─── Supplied material
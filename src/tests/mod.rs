use std::sync::atomic::{AtomicUsize, Ordering};
use std::sync::{Arc, Mutex};

use async_graphql::dynamic::TypeRef;
use async_graphql::{Name, Request, Value};

use crate::binder::identity_resolver;
use crate::loader::{batch_fn, BatchFn};
use crate::middleware::{resolver_fn, ObservabilityHook};
use crate::schema::{SchemaAssembly, SchemaBundle};
use crate::types::{FieldDef, FieldDirective, TypeDef, ValueMapping};

mod schema_test;

pub fn object(entries: &[(&str, Value)]) -> Value {
    Value::Object(entries.iter().map(|(k, v)| (Name::new(k), v.clone())).collect())
}

pub fn int_list(ids: &[i64]) -> Value {
    Value::List(ids.iter().copied().map(Value::from).collect())
}

// think of these like db tables where the join is from user => post on
// postsIds
pub fn users() -> Vec<Value> {
    vec![
        object(&[
            ("id", Value::from(1)),
            ("name", Value::from("Bob")),
            ("postsIds", int_list(&[2, 3, 4, 5])),
            ("fortuneIds", int_list(&[1])),
        ]),
        object(&[
            ("id", Value::from(2)),
            ("name", Value::from("Sam")),
            ("postsIds", int_list(&[1])),
            ("fortuneIds", int_list(&[2])),
        ]),
        object(&[
            ("id", Value::from(3)),
            ("name", Value::from("Stephen")),
            ("postsIds", int_list(&[3, 4])),
            ("fortuneIds", int_list(&[1, 2])),
        ]),
        object(&[
            ("id", Value::from(4)),
            ("name", Value::from("Pete")),
            ("postsIds", int_list(&[5])),
            ("fortuneIds", int_list(&[1])),
        ]),
        object(&[
            ("id", Value::from(5)),
            ("name", Value::from("Chris")),
            ("postsIds", int_list(&[3])),
            ("fortuneIds", int_list(&[2])),
        ]),
        object(&[
            ("id", Value::from(6)),
            ("name", Value::from("Josh")),
            ("postsIds", int_list(&[1, 5])),
            ("fortuneIds", int_list(&[1])),
        ]),
    ]
}

pub fn posts() -> Vec<Value> {
    vec![
        object(&[("id", Value::from(1)), ("title", Value::from("hello from the future"))]),
        object(&[("id", Value::from(2)), ("title", Value::from("graphql is great"))]),
        object(&[("id", Value::from(3)), ("title", Value::from("batching is amazing!"))]),
        object(&[("id", Value::from(4)), ("title", Value::from("the cache is super helpful"))]),
        object(&[("id", Value::from(5)), ("title", Value::from("look how fast our app is now!"))]),
    ]
}

pub fn games() -> Vec<Value> {
    vec![
        object(&[("id", Value::from(1)), ("title", Value::from("space race"))]),
        object(&[("id", Value::from(2)), ("title", Value::from("tic tac toe"))]),
    ]
}

// rows of a fortune service, the payload nested one level down so the use
// directive has something to unwrap
pub fn fortunes() -> Vec<Value> {
    vec![
        object(&[
            ("id", Value::from(1)),
            ("fortune", object(&[("id", Value::from(1)), ("message", Value::from("you will ship today"))])),
        ]),
        object(&[
            ("id", Value::from(2)),
            ("fortune", object(&[("id", Value::from(2)), ("message", Value::from("beware of stale caches"))])),
        ]),
    ]
}

fn find_row(rows: &[Value], key: &Value) -> anyhow::Result<Value> {
    rows.iter()
        .find(|row| matches!(row, Value::Object(object) if object.get("id") == Some(key)))
        .cloned()
        .ok_or_else(|| anyhow::anyhow!("row not found: {key}"))
}

/// Batch function over an in-memory table, instrumented with a call counter
/// and a capture of every batch's key list.
pub fn counting_batch(
    rows: Vec<Value>,
) -> (BatchFn, Arc<AtomicUsize>, Arc<Mutex<Vec<Vec<Value>>>>) {
    let calls = Arc::new(AtomicUsize::new(0));
    let batches = Arc::new(Mutex::new(Vec::new()));

    let fetch = {
        let calls = calls.clone();
        let batches = batches.clone();
        batch_fn(move |keys: Vec<Value>| {
            let rows = rows.clone();
            let calls = calls.clone();
            let batches = batches.clone();
            async move {
                calls.fetch_add(1, Ordering::SeqCst);
                batches.lock().unwrap().push(keys.clone());
                keys.iter().map(|key| find_row(&rows, key)).collect()
            }
        })
    };

    (fetch, calls, batches)
}

/// Hook that records what the debug/trace middleware report, so tests can
/// assert on observability without a global subscriber.
#[derive(Default)]
pub struct RecordingHook {
    pub events: Mutex<Vec<String>>,
}

impl ObservabilityHook for RecordingHook {
    fn field_resolving(
        &self,
        info: &crate::context::FieldInfo,
        root: &Value,
        _args: &ValueMapping,
    ) {
        self.events.lock().unwrap().push(format!("resolving {} root={root}", info.path));
    }

    fn field_failed(&self, info: &crate::context::FieldInfo, error: &crate::error::ResolveError) {
        self.events.lock().unwrap().push(format!("failed {}: {error}", info.path));
    }
}

/// The demo schema the original middleware was written against: users with
/// batched posts, a game looked up through the request context and fortunes
/// remapped out of a nested payload.
pub fn demo_bundle() -> (SchemaBundle, Arc<AtomicUsize>) {
    let (post_fetch, post_calls, _) = counting_batch(posts());
    let (game_fetch, _, _) = counting_batch(games());
    let (fortune_fetch, _, _) = counting_batch(fortunes());

    let bundle = SchemaAssembly::new("Query")
        .object(
            TypeDef::new("Query").field(
                FieldDef::new("users", TypeRef::named_list("User"))
                    .argument("gameId", TypeRef::named_nn(TypeRef::INT)),
            ),
        )
        .object(
            TypeDef::new("User")
                .field(
                    FieldDef::new("id", TypeRef::named_nn(TypeRef::INT))
                        .directive(FieldDirective::new("deprecated").arg("reason", "lol")),
                )
                .field(FieldDef::new("name", TypeRef::named(TypeRef::STRING)))
                .field(
                    FieldDef::new("posts", TypeRef::named_list("Post"))
                        .directive(FieldDirective::new("loadPosts").arg("root", "postsIds"))
                        .directive(FieldDirective::new("log")),
                )
                .field(
                    FieldDef::new("game", TypeRef::named("Game"))
                        .directive(FieldDirective::new("loadGames").arg("context", "gameId"))
                        .directive(FieldDirective::new("log")),
                )
                .field(
                    FieldDef::new("fortunes", TypeRef::named_list("Fortune"))
                        .directive(FieldDirective::new("loadFortunes").arg("root", "fortuneIds"))
                        .directive(FieldDirective::new("use").arg("key", "fortune"))
                        .directive(FieldDirective::new("trace")),
                ),
        )
        .object(
            TypeDef::new("Post")
                .field(FieldDef::new("id", TypeRef::named_nn(TypeRef::INT)))
                .field(FieldDef::new("title", TypeRef::named(TypeRef::STRING))),
        )
        .object(
            TypeDef::new("Game")
                .field(FieldDef::new("id", TypeRef::named_nn(TypeRef::INT)))
                .field(FieldDef::new("title", TypeRef::named(TypeRef::STRING))),
        )
        .object(
            TypeDef::new("Fortune")
                .field(FieldDef::new("id", TypeRef::named_nn(TypeRef::INT)))
                .field(
                    FieldDef::new("msg", TypeRef::named(TypeRef::STRING))
                        .directive(FieldDirective::new("use").arg("key", "message")),
                ),
        )
        .loader("loadPosts", post_fetch)
        .loader("loadGames", game_fetch)
        .loader("loadFortunes", fortune_fetch)
        .resolver(
            "Query",
            "users",
            resolver_fn(|_scopes| async { Ok(Value::List(users())) }),
        )
        .resolver("User", "posts", identity_resolver())
        .resolver("User", "game", identity_resolver())
        .build()
        .unwrap();

    (bundle, post_calls)
}

pub async fn run_graphql_query(
    bundle: &SchemaBundle,
    query: &str,
    context_values: ValueMapping,
) -> serde_json::Value {
    let context = Arc::new(bundle.context.create_with(context_values));
    let res = bundle.schema.execute(Request::new(query).data(context)).await;

    assert!(res.errors.is_empty(), "GraphQL query returned errors: {:?}", res.errors);
    serde_json::to_value(res.data).expect("Failed to serialize GraphQL response")
}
──────
If a line in the data contains the string "tests", count it, then give the total and nothing else.

**Output below**
2